*Work order*
Look through the records and copy each line with the string "LastResult" in it.

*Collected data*
Segment Open
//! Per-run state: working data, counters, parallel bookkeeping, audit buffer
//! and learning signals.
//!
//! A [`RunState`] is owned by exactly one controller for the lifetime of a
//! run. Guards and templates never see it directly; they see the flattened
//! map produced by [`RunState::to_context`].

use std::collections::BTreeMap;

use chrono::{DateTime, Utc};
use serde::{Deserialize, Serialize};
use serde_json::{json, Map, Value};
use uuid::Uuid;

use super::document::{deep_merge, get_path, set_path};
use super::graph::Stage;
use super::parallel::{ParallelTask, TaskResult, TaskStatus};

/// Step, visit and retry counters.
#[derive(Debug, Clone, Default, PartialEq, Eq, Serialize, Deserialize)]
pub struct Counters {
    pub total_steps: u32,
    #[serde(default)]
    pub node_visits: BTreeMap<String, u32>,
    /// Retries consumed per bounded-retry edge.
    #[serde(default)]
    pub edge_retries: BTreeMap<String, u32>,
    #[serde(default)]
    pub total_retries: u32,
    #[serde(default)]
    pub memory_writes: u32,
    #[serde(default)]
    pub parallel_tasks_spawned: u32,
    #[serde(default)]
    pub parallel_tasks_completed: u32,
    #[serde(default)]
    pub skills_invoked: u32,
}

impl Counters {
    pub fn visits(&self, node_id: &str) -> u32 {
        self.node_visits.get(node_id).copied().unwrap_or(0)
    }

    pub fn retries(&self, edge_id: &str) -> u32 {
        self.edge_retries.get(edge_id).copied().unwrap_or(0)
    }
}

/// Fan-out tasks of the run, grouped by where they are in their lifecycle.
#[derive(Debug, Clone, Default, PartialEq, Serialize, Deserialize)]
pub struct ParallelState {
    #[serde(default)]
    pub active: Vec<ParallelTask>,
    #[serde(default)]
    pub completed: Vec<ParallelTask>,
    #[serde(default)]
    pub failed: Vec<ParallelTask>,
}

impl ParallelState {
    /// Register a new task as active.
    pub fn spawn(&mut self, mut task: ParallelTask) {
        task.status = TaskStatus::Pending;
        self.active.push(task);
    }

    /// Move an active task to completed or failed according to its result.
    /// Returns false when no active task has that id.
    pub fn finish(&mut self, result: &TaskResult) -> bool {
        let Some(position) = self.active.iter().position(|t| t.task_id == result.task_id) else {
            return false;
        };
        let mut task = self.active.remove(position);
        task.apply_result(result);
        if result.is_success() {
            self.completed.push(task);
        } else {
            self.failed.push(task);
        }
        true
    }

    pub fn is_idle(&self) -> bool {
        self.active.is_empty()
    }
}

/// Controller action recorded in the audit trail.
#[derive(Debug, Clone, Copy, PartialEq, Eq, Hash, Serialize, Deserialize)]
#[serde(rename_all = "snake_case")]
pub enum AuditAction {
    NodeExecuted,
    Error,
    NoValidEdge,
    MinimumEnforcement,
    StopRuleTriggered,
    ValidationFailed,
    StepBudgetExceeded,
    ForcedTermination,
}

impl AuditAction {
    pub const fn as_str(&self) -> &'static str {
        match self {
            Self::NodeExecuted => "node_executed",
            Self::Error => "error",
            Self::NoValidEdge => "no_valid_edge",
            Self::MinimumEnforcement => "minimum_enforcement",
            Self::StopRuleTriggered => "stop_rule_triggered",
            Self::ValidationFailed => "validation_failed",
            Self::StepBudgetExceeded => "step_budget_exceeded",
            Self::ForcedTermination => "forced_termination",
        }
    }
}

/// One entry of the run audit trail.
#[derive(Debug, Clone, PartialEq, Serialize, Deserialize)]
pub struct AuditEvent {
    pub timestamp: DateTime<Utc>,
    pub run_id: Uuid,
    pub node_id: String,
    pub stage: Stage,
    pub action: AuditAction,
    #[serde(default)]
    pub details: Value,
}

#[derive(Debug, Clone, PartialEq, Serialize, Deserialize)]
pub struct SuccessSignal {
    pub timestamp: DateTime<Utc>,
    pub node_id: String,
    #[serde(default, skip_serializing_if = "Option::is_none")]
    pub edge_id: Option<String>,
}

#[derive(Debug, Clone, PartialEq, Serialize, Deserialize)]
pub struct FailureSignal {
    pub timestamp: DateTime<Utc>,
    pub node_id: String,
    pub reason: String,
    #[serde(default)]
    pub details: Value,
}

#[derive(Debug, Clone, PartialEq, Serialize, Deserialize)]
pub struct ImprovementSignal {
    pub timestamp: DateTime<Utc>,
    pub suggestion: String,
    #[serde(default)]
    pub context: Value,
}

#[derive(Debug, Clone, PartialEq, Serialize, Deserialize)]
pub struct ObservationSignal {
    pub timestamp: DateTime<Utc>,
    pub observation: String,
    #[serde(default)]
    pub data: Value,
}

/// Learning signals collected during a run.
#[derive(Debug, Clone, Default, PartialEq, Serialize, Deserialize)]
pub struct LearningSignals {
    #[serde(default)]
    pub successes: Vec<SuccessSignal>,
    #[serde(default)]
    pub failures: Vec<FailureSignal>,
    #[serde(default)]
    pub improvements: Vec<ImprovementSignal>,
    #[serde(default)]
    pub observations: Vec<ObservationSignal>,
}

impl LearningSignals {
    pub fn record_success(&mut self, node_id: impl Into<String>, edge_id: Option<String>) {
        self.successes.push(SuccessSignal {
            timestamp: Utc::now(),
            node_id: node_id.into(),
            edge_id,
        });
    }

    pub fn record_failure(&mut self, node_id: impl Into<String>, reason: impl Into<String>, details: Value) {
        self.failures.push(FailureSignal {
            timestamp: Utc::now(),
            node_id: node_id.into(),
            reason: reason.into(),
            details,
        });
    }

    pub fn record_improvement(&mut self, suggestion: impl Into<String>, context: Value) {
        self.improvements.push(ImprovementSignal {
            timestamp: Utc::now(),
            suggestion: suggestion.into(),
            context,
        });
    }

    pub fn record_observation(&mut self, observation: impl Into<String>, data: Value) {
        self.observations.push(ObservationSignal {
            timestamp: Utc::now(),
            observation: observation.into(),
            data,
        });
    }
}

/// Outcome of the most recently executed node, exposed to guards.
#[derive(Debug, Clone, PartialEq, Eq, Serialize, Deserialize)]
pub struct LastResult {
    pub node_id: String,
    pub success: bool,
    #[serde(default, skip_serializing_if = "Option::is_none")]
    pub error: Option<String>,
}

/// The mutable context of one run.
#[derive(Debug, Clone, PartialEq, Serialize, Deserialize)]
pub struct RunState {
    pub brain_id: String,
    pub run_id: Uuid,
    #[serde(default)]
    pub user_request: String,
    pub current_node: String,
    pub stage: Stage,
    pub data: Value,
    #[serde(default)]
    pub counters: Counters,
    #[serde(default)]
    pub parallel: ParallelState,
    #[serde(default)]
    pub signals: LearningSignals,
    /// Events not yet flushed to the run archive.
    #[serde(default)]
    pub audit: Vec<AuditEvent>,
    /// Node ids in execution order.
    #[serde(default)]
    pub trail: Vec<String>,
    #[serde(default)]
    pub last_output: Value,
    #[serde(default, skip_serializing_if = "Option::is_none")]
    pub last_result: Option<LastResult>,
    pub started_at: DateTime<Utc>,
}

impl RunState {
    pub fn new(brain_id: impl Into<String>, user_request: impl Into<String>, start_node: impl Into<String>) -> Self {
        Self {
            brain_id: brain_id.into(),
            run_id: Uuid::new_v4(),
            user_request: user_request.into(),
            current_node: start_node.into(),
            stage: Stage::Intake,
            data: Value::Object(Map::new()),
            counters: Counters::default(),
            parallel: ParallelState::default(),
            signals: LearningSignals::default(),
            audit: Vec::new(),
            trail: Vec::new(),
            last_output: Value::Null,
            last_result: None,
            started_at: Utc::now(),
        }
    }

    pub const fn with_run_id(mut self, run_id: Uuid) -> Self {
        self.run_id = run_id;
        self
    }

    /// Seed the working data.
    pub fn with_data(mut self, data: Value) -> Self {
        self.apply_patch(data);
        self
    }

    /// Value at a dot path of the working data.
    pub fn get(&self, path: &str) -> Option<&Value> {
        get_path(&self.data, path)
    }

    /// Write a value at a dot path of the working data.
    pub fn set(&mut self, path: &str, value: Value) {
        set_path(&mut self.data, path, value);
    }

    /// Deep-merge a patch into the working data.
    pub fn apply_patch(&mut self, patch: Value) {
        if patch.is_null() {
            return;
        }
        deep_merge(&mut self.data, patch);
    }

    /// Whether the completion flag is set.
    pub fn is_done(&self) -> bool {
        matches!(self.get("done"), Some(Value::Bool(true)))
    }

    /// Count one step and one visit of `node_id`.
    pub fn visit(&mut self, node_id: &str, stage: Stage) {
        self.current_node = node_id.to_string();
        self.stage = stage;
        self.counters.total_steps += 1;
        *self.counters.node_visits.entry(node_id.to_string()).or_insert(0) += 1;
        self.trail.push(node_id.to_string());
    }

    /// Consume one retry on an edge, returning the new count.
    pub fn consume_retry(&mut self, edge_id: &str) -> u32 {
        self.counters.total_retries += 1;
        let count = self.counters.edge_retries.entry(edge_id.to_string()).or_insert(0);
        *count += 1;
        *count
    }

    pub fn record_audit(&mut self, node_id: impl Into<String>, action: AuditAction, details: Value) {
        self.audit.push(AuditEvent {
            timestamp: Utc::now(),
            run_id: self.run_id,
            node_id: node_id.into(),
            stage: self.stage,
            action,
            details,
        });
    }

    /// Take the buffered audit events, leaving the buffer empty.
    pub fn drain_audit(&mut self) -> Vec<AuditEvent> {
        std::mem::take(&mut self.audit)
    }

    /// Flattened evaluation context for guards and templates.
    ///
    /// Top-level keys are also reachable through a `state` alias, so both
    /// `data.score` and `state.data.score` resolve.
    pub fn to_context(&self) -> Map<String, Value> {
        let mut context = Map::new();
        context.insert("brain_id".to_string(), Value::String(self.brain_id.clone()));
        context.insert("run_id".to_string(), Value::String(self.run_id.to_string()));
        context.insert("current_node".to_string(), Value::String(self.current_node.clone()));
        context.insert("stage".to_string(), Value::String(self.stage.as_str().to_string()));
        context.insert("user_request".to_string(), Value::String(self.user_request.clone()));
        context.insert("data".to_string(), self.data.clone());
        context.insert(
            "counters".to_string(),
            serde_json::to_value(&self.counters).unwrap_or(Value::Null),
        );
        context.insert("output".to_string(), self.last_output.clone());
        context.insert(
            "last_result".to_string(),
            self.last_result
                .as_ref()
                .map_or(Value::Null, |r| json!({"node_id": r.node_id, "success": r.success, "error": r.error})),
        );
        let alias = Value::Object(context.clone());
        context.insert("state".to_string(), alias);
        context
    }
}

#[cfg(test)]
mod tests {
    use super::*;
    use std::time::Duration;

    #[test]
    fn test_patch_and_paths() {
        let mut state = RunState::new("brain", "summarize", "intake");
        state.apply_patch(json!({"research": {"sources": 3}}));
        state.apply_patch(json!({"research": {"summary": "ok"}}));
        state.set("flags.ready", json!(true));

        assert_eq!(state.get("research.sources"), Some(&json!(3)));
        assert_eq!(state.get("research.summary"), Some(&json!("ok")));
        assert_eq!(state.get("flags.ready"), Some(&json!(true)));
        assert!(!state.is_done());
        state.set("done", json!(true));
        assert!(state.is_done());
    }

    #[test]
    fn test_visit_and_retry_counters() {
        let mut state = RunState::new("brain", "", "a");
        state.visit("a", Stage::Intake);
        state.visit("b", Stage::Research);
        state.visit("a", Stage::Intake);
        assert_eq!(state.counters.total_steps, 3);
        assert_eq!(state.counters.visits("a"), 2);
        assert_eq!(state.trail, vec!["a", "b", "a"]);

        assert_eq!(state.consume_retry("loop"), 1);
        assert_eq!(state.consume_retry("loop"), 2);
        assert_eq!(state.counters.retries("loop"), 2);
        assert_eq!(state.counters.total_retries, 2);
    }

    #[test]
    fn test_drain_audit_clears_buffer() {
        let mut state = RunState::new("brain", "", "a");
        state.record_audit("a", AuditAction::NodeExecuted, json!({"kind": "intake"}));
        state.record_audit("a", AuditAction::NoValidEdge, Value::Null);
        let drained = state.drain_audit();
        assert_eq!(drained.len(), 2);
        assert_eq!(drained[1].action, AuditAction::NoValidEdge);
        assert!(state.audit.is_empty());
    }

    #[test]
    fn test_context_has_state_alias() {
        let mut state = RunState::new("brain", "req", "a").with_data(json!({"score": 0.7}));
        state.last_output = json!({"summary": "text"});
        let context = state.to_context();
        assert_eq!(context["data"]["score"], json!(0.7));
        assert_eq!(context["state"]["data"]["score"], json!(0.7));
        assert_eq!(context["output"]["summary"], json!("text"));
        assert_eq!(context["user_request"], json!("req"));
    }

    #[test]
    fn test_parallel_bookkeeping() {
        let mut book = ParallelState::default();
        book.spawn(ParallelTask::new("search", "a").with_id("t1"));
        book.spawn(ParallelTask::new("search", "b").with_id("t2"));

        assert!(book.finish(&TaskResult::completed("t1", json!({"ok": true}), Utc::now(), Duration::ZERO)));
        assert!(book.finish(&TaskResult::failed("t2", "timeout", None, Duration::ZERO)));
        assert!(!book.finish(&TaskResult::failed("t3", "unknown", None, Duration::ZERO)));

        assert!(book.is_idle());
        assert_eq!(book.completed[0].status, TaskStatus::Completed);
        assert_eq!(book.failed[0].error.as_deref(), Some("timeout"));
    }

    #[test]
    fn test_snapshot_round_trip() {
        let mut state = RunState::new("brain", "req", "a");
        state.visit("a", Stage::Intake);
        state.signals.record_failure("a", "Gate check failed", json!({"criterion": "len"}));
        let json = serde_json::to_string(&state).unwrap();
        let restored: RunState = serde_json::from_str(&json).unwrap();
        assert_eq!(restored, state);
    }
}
Segment Closed
*Reply to the exercise*
pub struct LastResult {
    pub last_result: Option<LastResult>,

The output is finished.